_Task statement_.
Keep to one stretch of the data below, the lines from the one with "use glam::Vec3;" up to and including the one with "the triangle corners.", and return that stretch exactly.

*** Dataset records ***

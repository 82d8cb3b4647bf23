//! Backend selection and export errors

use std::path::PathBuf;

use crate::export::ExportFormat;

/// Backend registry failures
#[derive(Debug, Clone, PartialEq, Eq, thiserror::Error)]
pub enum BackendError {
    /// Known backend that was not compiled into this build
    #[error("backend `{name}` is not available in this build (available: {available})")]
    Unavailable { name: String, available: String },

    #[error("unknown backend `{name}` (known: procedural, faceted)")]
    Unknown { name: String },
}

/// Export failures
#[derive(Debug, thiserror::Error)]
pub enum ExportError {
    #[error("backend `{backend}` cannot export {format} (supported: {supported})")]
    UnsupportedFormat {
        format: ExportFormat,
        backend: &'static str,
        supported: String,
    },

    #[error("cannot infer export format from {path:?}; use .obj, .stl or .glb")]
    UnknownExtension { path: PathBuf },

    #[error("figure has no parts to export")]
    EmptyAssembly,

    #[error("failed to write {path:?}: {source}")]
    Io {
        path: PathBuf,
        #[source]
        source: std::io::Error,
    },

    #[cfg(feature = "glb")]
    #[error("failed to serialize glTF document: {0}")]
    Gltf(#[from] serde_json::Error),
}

***
*** Dataset records ***

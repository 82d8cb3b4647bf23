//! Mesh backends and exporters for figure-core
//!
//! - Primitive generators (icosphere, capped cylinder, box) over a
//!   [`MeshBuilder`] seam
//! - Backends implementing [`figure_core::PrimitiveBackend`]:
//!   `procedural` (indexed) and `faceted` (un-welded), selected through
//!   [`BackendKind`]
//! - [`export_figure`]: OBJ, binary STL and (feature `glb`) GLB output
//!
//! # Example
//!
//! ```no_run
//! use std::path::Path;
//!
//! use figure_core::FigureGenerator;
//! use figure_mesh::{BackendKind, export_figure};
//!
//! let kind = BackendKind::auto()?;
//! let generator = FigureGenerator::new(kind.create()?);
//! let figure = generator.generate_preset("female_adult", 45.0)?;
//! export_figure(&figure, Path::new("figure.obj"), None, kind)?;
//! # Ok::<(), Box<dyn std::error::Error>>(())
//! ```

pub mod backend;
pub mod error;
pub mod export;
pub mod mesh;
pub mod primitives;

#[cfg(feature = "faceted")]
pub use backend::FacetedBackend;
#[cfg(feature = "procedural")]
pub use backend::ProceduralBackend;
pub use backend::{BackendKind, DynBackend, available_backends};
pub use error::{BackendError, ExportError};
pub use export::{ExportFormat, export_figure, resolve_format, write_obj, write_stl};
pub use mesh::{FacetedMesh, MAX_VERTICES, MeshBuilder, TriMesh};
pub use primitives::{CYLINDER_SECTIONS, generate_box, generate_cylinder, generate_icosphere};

***
*** Dataset records ***

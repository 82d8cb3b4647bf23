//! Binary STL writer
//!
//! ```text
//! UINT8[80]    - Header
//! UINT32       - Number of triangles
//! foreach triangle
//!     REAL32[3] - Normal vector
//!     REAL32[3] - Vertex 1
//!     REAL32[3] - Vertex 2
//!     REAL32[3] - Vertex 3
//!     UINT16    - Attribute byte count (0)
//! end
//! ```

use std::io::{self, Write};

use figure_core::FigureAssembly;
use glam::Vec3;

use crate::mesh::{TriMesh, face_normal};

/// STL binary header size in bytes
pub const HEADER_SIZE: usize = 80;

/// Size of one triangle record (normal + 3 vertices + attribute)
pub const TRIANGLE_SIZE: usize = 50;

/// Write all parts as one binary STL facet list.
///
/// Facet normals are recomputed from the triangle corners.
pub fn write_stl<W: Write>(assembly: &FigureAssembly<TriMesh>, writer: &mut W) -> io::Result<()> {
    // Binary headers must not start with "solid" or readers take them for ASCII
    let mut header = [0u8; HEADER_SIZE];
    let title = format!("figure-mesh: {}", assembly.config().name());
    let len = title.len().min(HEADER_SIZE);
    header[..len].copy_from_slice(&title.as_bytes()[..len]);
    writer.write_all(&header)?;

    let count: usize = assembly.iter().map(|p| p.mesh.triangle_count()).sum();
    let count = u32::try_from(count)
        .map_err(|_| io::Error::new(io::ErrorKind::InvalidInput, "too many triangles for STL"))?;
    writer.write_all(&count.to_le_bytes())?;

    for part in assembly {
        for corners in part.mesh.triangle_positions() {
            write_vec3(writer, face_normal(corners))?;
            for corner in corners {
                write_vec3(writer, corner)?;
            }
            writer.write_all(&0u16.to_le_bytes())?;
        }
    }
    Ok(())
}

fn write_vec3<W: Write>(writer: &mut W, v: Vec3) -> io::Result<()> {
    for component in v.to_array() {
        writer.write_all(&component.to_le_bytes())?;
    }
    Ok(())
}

***

_Answer for this exercise_.
use glam::Vec3;

use crate::mesh::{TriMesh, face_normal};

/// STL binary header size in bytes
pub const HEADER_SIZE: usize = 80;

/// Size of one triangle record (normal + 3 vertices + attribute)
pub const TRIANGLE_SIZE: usize = 50;

/// Write all parts as one binary STL facet list.
///
/// Facet normals are recomputed from the triangle corners.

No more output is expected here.